Place-publique.fr fait appel à vos témoignages et opinions sur le rôle de la presse dans le développement de la démocratie.
La presse quotidienne régionale (PQR) exerce une action forte sur la démocratie locale. Sa fonction de proximité rend parfois difficile la mise à distance des faits et des opinions. Mais elle reste un moyen d’information en prise avec un réel que la grande presse nationale ignore.
Chacun est profondément attaché à la presse quotidienne nationale, chacun y voit un gage de pluralité, de liberté de parole, de clarification des idées et de poil à gratter tant pour contrer notre confort intellectuel que pour déjouer nos politiques. A tel point que si un journal est menacé pour cause financière, de rachat douteux, les Français -de gauche comme de droite- se mobilisent pour la défense du titre. Imaginerait-on notre univers quotidien sans le Monde, Libé, le Figaro ? Comment savoir ce qui s’est passé à Srebrenica ? Comment interpréter la crise actuelle, sans une presse efficace, indépendante ? La PQR est-elle en mesure de remplir cette fonction ? A première vue, non.
La vie des provinciaux semble vouée au silence feutré d’une presse sinon muselée, du moins inodore et sans danger pour les décideurs politiques.
Des fiefs taillés sur mesure. Dans nos provinces, pas de concurrence, pas de loi antitrust : les journaux de la PQR possèdent un territoire qui n’est partagé que sur les marges. On n’a donc guère le choix : va pour Ouest France ou le Midi Libre, puisqu’il n’y a pas d’autre titre. Une parole unique, sans contradiction, cela ne vous rappelle rien ?

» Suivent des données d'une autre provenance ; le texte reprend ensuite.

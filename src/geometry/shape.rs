use super::face::Face;
use glam::{DMat3, DVec3};

pub const BOX_FACE_COUNT: usize = 6;
pub const SKELETON_CORNER_COUNT: usize = 8;

/// Common interface of the shape kinds a [`super::shape_batch::ShapeBatch`] can hold.
pub trait Shape: Clone {
    /// Every corner point of the shape. For a full box these are the face corners, so shared
    /// corners repeat.
    fn corners(&self) -> impl Iterator<Item = DVec3> + '_;

    /// Applies a linear transform to every point (and normal) of the shape
    fn transformed(&self, matrix: &DMat3) -> Self;

    /// Applies `f` to every point coordinate. Normals are left untouched.
    fn map_coordinates(&mut self, f: impl Fn(f64) -> f64);
}

// ~~ Box ~~

/// Axis-aligned box made of 6 quad faces with outward normals
#[derive(Clone, Copy, Debug, PartialEq)]
pub struct BoxShape {
    pub faces: [Face; BOX_FACE_COUNT],
}

impl BoxShape {
    #[cfg(test)]
    pub fn centroid(&self) -> DVec3 {
        self.faces.iter().map(|face| face.centroid()).sum::<DVec3>() / BOX_FACE_COUNT as f64
    }
}

impl Shape for BoxShape {
    fn corners(&self) -> impl Iterator<Item = DVec3> + '_ {
        self.faces.iter().flat_map(|face| face.corners.iter().copied())
    }

    fn transformed(&self, matrix: &DMat3) -> Self {
        Self {
            faces: self.faces.map(|face| face.transformed(matrix)),
        }
    }

    fn map_coordinates(&mut self, f: impl Fn(f64) -> f64) {
        for face in self.faces.iter_mut() {
            for corner in face.corners.iter_mut() {
                *corner = DVec3::from_array(corner.to_array().map(&f));
            }
        }
    }
}

// ~~ Skeleton Box ~~

/// Corner-only version of [`BoxShape`] for cheap partition tests. Never rasterized.
#[derive(Clone, Copy, Debug, PartialEq)]
pub struct SkeletonBox {
    pub corners: [DVec3; SKELETON_CORNER_COUNT],
}

impl Shape for SkeletonBox {
    fn corners(&self) -> impl Iterator<Item = DVec3> + '_ {
        self.corners.iter().copied()
    }

    fn transformed(&self, matrix: &DMat3) -> Self {
        Self {
            corners: self.corners.map(|corner| *matrix * corner),
        }
    }

    fn map_coordinates(&mut self, f: impl Fn(f64) -> f64) {
        for corner in self.corners.iter_mut() {
            *corner = DVec3::from_array(corner.to_array().map(&f));
        }
    }
}
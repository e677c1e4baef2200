use crate::geometry::{shape::Shape, shape_batch::ShapeBatch};
use glam::DMat3;
#[allow(unused_imports)]
use log::{debug, error, info, trace, warn};

/// Rotation taking world space into camera space for the given orbit angles.
///
/// Yaw turns the world about the z axis, then pitch tilts it about the x axis of the turned
/// frame: `R = pitch * yaw`. In camera space x points right, z up and y away from the viewer.
pub fn rotation_matrix(yaw: f64, pitch: f64) -> DMat3 {
    // rows [1, 0, 0], [0, cos, sin], [0, -sin, cos]
    let pitch_matrix = DMat3::from_rotation_x(-pitch);
    // rows [cos, -sin, 0], [sin, cos, 0], [0, 0, 1]
    let yaw_matrix = DMat3::from_rotation_z(yaw);
    pitch_matrix * yaw_matrix
}

/// Rotates batches into camera space, remembering the matrix of the most recent angle pair so
/// frames without camera movement don't rebuild it.
#[derive(Clone, Debug, Default)]
pub struct CameraTransform {
    last_angles: Option<(f64, f64)>,
    last_matrix: DMat3,
}

impl CameraTransform {
    pub fn new() -> Self {
        Self::default()
    }

    pub fn rotation_matrix(&mut self, yaw: f64, pitch: f64) -> DMat3 {
        if self.last_angles == Some((yaw, pitch)) {
            return self.last_matrix;
        }
        trace!("rebuilding rotation matrix for yaw {yaw} pitch {pitch}");
        self.last_matrix = rotation_matrix(yaw, pitch);
        self.last_angles = Some((yaw, pitch));
        self.last_matrix
    }

    /// Rotates every point and normal of `batch` about the world origin
    pub fn rotate<S: Shape>(
        &mut self,
        batch: &ShapeBatch<S>,
        yaw: f64,
        pitch: f64,
    ) -> ShapeBatch<S> {
        let matrix = self.rotation_matrix(yaw, pitch);
        batch.transformed(&matrix)
    }

    /// The angle pair currently cached, if any
    #[cfg(test)]
    pub fn cached_angles(&self) -> Option<(f64, f64)> {
        self.last_angles
    }
}

#[cfg(test)]
mod tests {
    use super::*;
    use crate::geometry::box_gen::{make_box, make_box_batch};
    use approx::assert_relative_eq;
    use glam::DVec3;
    use std::f64::consts::{FRAC_PI_2, TAU};

    const ANGLES: [(f64, f64); 5] = [
        (0., 0.),
        (1., 0.),
        (0., -0.7),
        (-TAU / 16., -TAU / 16.),
        (5.5, FRAC_PI_2),
    ];

    #[test]
    fn rotation_preserves_length() {
        let vectors = [
            DVec3::new(1., 2., 3.),
            DVec3::new(-10., 0.5, 7.),
            DVec3::new(0., 0., -1.),
        ];
        for (yaw, pitch) in ANGLES {
            let matrix = rotation_matrix(yaw, pitch);
            for v in vectors {
                assert_relative_eq!((matrix * v).length(), v.length(), epsilon = 1e-12);
            }
        }
    }

    #[test]
    fn zero_angles_are_identity() {
        assert!(rotation_matrix(0., 0.).abs_diff_eq(DMat3::IDENTITY, 1e-15));
    }

    #[test]
    fn matches_explicit_matrices() {
        let (yaw, pitch) = (0.3_f64, -0.8_f64);
        let yaw_matrix = DMat3::from_cols_array_2d(&[
            [yaw.cos(), -yaw.sin(), 0.],
            [yaw.sin(), yaw.cos(), 0.],
            [0., 0., 1.],
        ])
        .transpose();
        let pitch_matrix = DMat3::from_cols_array_2d(&[
            [1., 0., 0.],
            [0., pitch.cos(), pitch.sin()],
            [0., -pitch.sin(), pitch.cos()],
        ])
        .transpose();
        assert!(rotation_matrix(yaw, pitch).abs_diff_eq(pitch_matrix * yaw_matrix, 1e-12));
    }

    #[test]
    fn positive_pitch_tilts_up_vector_away_from_viewer() {
        // with rows [0, cos, sin] the world z axis gains depth
        let up = rotation_matrix(0., 0.5) * DVec3::Z;
        assert!(up.y > 0.);
    }

    #[test]
    fn cache_holds_most_recent_pair() {
        let mut transform = CameraTransform::new();
        assert_eq!(transform.cached_angles(), None);
        let first = transform.rotation_matrix(0.1, 0.2);
        assert_eq!(transform.cached_angles(), Some((0.1, 0.2)));
        transform.rotation_matrix(0.3, 0.4);
        assert_eq!(transform.cached_angles(), Some((0.3, 0.4)));
        assert_eq!(transform.rotation_matrix(0.1, 0.2), first);
    }

    #[test]
    fn rotates_normals_with_corners() {
        let batch = make_box_batch(&[DVec3::ZERO], None).unwrap();
        let mut transform = CameraTransform::new();
        let rotated = transform.rotate(&batch, 1.1, -0.4);
        let shape = rotated.get(0).unwrap();
        let center = shape.centroid();
        for face in shape.faces {
            assert!(face.normal.dot(face.centroid() - center) > 0.);
        }
        // rotation is about the world origin, not the box center
        let original_center = make_box(DVec3::ZERO, DVec3::ONE).unwrap().centroid();
        assert_relative_eq!(center.length(), original_center.length(), epsilon = 1e-12);
        assert!(center.distance(original_center) > 0.1);
    }
}
/// RGB color with an optional alpha channel, all channels in the range 0-255
#[derive(Clone, Copy, Debug, PartialEq)]
pub struct Color {
    pub r: f64,
    pub g: f64,
    pub b: f64,
    pub a: Option<f64>,
}

impl Color {
    pub const fn rgb(r: f64, g: f64, b: f64) -> Self {
        Self { r, g, b, a: None }
    }

    pub const fn rgba(r: f64, g: f64, b: f64, a: f64) -> Self {
        Self {
            r,
            g,
            b,
            a: Some(a),
        }
    }

    /// Multiplies the color channels by `weight`. Alpha is copied unchanged.
    pub fn scaled(&self, weight: f64) -> Self {
        Self {
            r: self.r * weight,
            g: self.g * weight,
            b: self.b * weight,
            a: self.a,
        }
    }

    /// Rounded and clamped 8-bit channels. A missing alpha is opaque.
    pub fn to_rgba8(&self) -> [u8; 4] {
        let channel = |c: f64| c.round().clamp(0., 255.) as u8;
        [
            channel(self.r),
            channel(self.g),
            channel(self.b),
            channel(self.a.unwrap_or(255.)),
        ]
    }
}
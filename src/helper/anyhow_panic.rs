use log::error;

/// Logs the error and source(s) of an app level failure
pub fn log_anyhow_error_and_sources(error: &anyhow::Error, failed_to: &str) {
    error!("failed to {} while: {}", failed_to, error);
    if let Some(source) = error.source() {
        error!("error message stack:");
        log_error_sources(source, 0);
    }
}

#[inline]
#[track_caller]
pub fn log_error_sources(e: &dyn std::error::Error, depth: usize) {
    error!("\t{}: {}", depth, e);
    if let Some(source) = e.source() {
        log_error_sources(source, depth + 1);
    }
}
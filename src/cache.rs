//! In-memory key-value cache shared by every connection.
//!
//! Provides a thread-safe string map with:
//! - Atomic `set`/`get` under a single reader-writer lock
//! - Empty-string sentinel for absent keys
//! - Operation counters for diagnostics

use std::collections::HashMap;
use std::sync::atomic::{AtomicU64, Ordering};
use std::sync::{Arc, PoisonError, RwLock, RwLockReadGuard, RwLockWriteGuard};
use tracing::{info, trace};

/// Snapshot of cache counters
#[derive(Debug, Clone, Copy, Default, PartialEq, Eq)]
pub struct CacheStats {
    /// Number of keys currently stored
    pub items: usize,
    /// Total `set` calls
    pub sets: u64,
    /// Total `get` calls
    pub gets: u64,
    /// `get` calls that found the key
    pub hits: u64,
    /// `get` calls that did not find the key
    pub misses: u64,
}

/// Thread-safe in-memory cache
#[derive(Debug, Default)]
pub struct Cache {
    data: RwLock<HashMap<String, String>>,
    sets: AtomicU64,
    gets: AtomicU64,
    hits: AtomicU64,
}

impl Cache {
    /// Create a new, empty cache
    pub fn new() -> Arc<Self> {
        info!("Initializing cache");
        Arc::new(Self::default())
    }

    // A writer can only panic inside `HashMap::insert`, which leaves the map
    // consistent, so a poisoned lock is safe to keep using.
    fn read(&self) -> RwLockReadGuard<'_, HashMap<String, String>> {
        self.data.read().unwrap_or_else(PoisonError::into_inner)
    }

    fn write(&self) -> RwLockWriteGuard<'_, HashMap<String, String>> {
        self.data.write().unwrap_or_else(PoisonError::into_inner)
    }

    /// Insert or overwrite a value
    pub fn set(&self, key: &str, value: impl Into<String>) {
        let value = value.into();
        trace!(key, len = value.len(), "Storing value");
        self.write().insert(key.to_string(), value);
        self.sets.fetch_add(1, Ordering::Relaxed);
    }

    /// Get a value, or the empty string if the key is absent.
    ///
    /// A missing key and a key stored with an empty value look the same.
    pub fn get(&self, key: &str) -> String {
        self.gets.fetch_add(1, Ordering::Relaxed);
        match self.read().get(key) {
            Some(value) => {
                self.hits.fetch_add(1, Ordering::Relaxed);
                value.clone()
            }
            None => {
                trace!(key, "Key not found");
                String::new()
            }
        }
    }

    /// Whether the key is present
    pub fn contains(&self, key: &str) -> bool {
        self.read().contains_key(key)
    }

    /// Number of stored keys
    pub fn len(&self) -> usize {
        self.read().len()
    }

    pub fn is_empty(&self) -> bool {
        self.read().is_empty()
    }

    /// Get cache statistics
    pub fn stats(&self) -> CacheStats {
        let gets = self.gets.load(Ordering::Relaxed);
        let hits = self.hits.load(Ordering::Relaxed);
        CacheStats {
            items: self.len(),
            sets: self.sets.load(Ordering::Relaxed),
            gets,
            hits,
            misses: gets.saturating_sub(hits),
        }
    }
}
//! `SOCK_SEQPACKET` Unix domain socket backend.
//!
//! Sequenced-packet sockets keep message boundaries: one `recv` returns
//! exactly one client message. Sockets are registered with the tokio reactor
//! through [`AsyncFd`], and read readiness is only cleared when a receive
//! reports `WouldBlock`, so packets already queued behind a short read are
//! still picked up.

use socket2::{Domain, SockAddr, Socket, Type};
use std::io;
use std::net::Shutdown;
use std::os::unix::fs::FileTypeExt;
use std::path::{Path, PathBuf};
use std::pin::Pin;
use std::task::{ready, Context, Poll};
use std::time::Duration;
use tokio::io::unix::AsyncFd;
use tokio::io::{AsyncRead, AsyncWrite, ReadBuf};
use tokio::time;
use tracing::{debug, trace, warn};

pub type ServerStream = SeqPacketStream;
pub type ClientStream = SeqPacketStream;

const BACKLOG: i32 = 1024;

/// Delay between connect attempts while the server's backlog is full
const CONNECT_RETRY_DELAY: Duration = Duration::from_millis(10);

/// Resolve a channel name to a socket path.
///
/// Bare names live in the temp directory; names containing `/` are paths.
pub fn endpoint_path(name: &str) -> PathBuf {
    if name.contains('/') {
        PathBuf::from(name)
    } else {
        std::env::temp_dir().join(format!("{name}.sock"))
    }
}

fn seqpacket_socket() -> io::Result<Socket> {
    let socket = Socket::new(Domain::UNIX, Type::SEQPACKET, None)?;
    socket.set_nonblocking(true)?;
    Ok(socket)
}

/// Remove a socket file left behind by a server that is no longer running.
fn remove_stale_socket(path: &Path) -> io::Result<()> {
    let metadata = match std::fs::symlink_metadata(path) {
        Ok(metadata) => metadata,
        Err(e) if e.kind() == io::ErrorKind::NotFound => return Ok(()),
        Err(e) => return Err(e),
    };

    if !metadata.file_type().is_socket() {
        return Err(io::Error::new(
            io::ErrorKind::AlreadyExists,
            format!("{} exists and is not a socket", path.display()),
        ));
    }

    let socket = seqpacket_socket()?;
    match socket.connect(&SockAddr::unix(path)?) {
        // A full backlog still means somebody is listening.
        Ok(()) => Err(in_use(path)),
        Err(e) if e.kind() == io::ErrorKind::WouldBlock => Err(in_use(path)),
        Err(e) if e.kind() == io::ErrorKind::ConnectionRefused => {
            debug!(path = %path.display(), "Removing stale socket");
            std::fs::remove_file(path)
        }
        Err(e) => Err(e),
    }
}

fn in_use(path: &Path) -> io::Error {
    io::Error::new(
        io::ErrorKind::AddrInUse,
        format!("a server is already listening on {}", path.display()),
    )
}

/// One connected sequenced-packet socket.
///
/// Each `poll_read` returns one message (truncated to the buffer) and each
/// `poll_write` sends one message.
#[derive(Debug)]
pub struct SeqPacketStream {
    inner: AsyncFd<Socket>,
}

impl SeqPacketStream {
    /// Register a non-blocking, connected socket with the reactor.
    fn new(socket: Socket) -> io::Result<Self> {
        Ok(Self {
            inner: AsyncFd::new(socket)?,
        })
    }
}

impl AsyncRead for SeqPacketStream {
    fn poll_read(
        self: Pin<&mut Self>,
        cx: &mut Context<'_>,
        buf: &mut ReadBuf<'_>,
    ) -> Poll<io::Result<()>> {
        loop {
            let mut guard = ready!(self.inner.poll_read_ready(cx))?;
            let unfilled = buf.initialize_unfilled();

            match guard.try_io(|inner| io::Read::read(&mut inner.get_ref(), unfilled)) {
                Ok(Ok(n)) => {
                    buf.advance(n);
                    return Poll::Ready(Ok(()));
                }
                Ok(Err(e)) => return Poll::Ready(Err(e)),
                Err(_would_block) => continue,
            }
        }
    }
}

impl AsyncWrite for SeqPacketStream {
    fn poll_write(
        self: Pin<&mut Self>,
        cx: &mut Context<'_>,
        buf: &[u8],
    ) -> Poll<io::Result<usize>> {
        loop {
            let mut guard = ready!(self.inner.poll_write_ready(cx))?;

            match guard.try_io(|inner| inner.get_ref().send(buf)) {
                Ok(result) => return Poll::Ready(result),
                Err(_would_block) => continue,
            }
        }
    }

    fn poll_flush(self: Pin<&mut Self>, _cx: &mut Context<'_>) -> Poll<io::Result<()>> {
        Poll::Ready(Ok(()))
    }

    fn poll_shutdown(self: Pin<&mut Self>, _cx: &mut Context<'_>) -> Poll<io::Result<()>> {
        Poll::Ready(self.inner.get_ref().shutdown(Shutdown::Write))
    }
}

/// Listening socket; every accepted connection is a fresh endpoint.
#[derive(Debug)]
pub struct Listener {
    inner: AsyncFd<Socket>,
    path: PathBuf,
}

impl Listener {
    /// Bind the channel. Must be called from within a tokio runtime.
    pub fn bind(name: &str) -> io::Result<Self> {
        let path = endpoint_path(name);
        remove_stale_socket(&path)?;

        let socket = seqpacket_socket()?;
        socket.bind(&SockAddr::unix(&path)?)?;
        socket.listen(BACKLOG)?;

        let inner = AsyncFd::new(socket)?;
        Ok(Self { inner, path })
    }

    pub fn path(&self) -> &Path {
        &self.path
    }

    /// Wait for the next client.
    pub async fn accept(&mut self) -> io::Result<ServerStream> {
        loop {
            let mut guard = self.inner.readable().await?;

            match guard.try_io(|inner| inner.get_ref().accept()) {
                Ok(Ok((socket, _))) => {
                    socket.set_nonblocking(true)?;
                    return SeqPacketStream::new(socket);
                }
                Ok(Err(e)) => return Err(e),
                Err(_would_block) => continue,
            }
        }
    }
}

impl Drop for Listener {
    fn drop(&mut self) {
        if let Err(e) = std::fs::remove_file(&self.path) {
            warn!(path = %self.path.display(), error = %e, "Failed to remove socket file");
        }
    }
}

/// Open the client side of the channel.
///
/// Unix sockets connect immediately or fail with `WouldBlock` when the
/// backlog is full; the latter is retried without blocking the runtime.
pub async fn connect(name: &str) -> io::Result<ClientStream> {
    let address = SockAddr::unix(endpoint_path(name))?;
    let socket = seqpacket_socket()?;

    loop {
        match socket.connect(&address) {
            Ok(()) => break,
            Err(e) if e.kind() == io::ErrorKind::WouldBlock => {
                trace!("Server backlog full, retrying connect");
                time::sleep(CONNECT_RETRY_DELAY).await;
            }
            Err(e) => return Err(e),
        }
    }

    SeqPacketStream::new(socket)
}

Ni gauche, ni droite. La PQR est engluée dans le ni-ni. Ne pas déplaire à tel sénateur, sans paraître défendre tel maire… Ce miracle impossible, nos journaux de province y parviennent fort bien. Mais à quel prix ? Le résultat est un journal fade, sans axe précis, sans colonne vertébrale, ni même sans plan marketing. Le but : plaire à tout le monde.
Aucune polémique. Mise à part le choix de telle bretelle d’autoroute, d’hésitations entre le tram et le trolley, le PQR ne connait guère les affres du débat, du doute, du parti-pris, tout y est lisse comme un galet. Lire un quotidien de la PQR, c’est absorber sa dose de somnifère, on n’y risque pas l’infarctus.
L’enquête bannie. Le maire mis en examen, le patron ou syndicat indélicat peuvent dormir tranquilles. Ce n’est pas de la PQR que viendra le premier coup. Enfoncer les portes ouvertes, ça oui mais mener une enquête sur de longs mois, mettre tous les moyens sur les reportages, sur des dossiers complexes… pas question.
Un niveau tiré vers le bas. Tous les villages doivent figurer au casting, pas d’inauguration de salle des sports, pas de remise de médaille sans la sempiternelle photo en rang d’oignons devant un micro ou en train de lever le coude. On prétend que le « peuple » adore, que sinon il se détournerait du journal. Ce qui veut dire que l’on rabaisse l’intelligence du supposé lecteur. Une bonne information, précise sur la vie locale n’a nul besoin de photo bidon, de commentaire complaisant.
Le dévoiement du devoir d’informer. Dans nos jolis journaux de PQR, pas de tri, pas de hiérarchie, tout est bon à prendre. Et comment cela se pourrait-il puisque le journal est seul face au lectorat : donc tout doit y être. Ce souci exhaustif est contraire au journalisme sérieux : on ne peut parler de tout sous prétexte d’informer.
La France a profondément évolué ces dernières années et pourtant notre PQR reste de marbre, ne s’adaptant pas à un nouveau lectorat, plus exigeant, plus urbain et sans doute moins enraciné. On a souvent reproché au syndicat du Livre, aux dockers, d’être accrochés à leurs privilèges et de ne pas savoir évoluer. Ils ont dû le faire. Notre bonne PQR n’entend pas lâcher sa rente de situation, l’argent rentre encore. Pour combien de temps ? Pour nombre d’entre vous, cet article semble enfoncer des portes ouvertes. Mais, outre le fait que cela va mieux en le disant, un citoyen alsacien, nîmois a le droit d’être aussi bien informé sur ce qui se passe aux portes de sa ville que sur les bombardements à Gaza. Ce n’est pas actuellement le cas.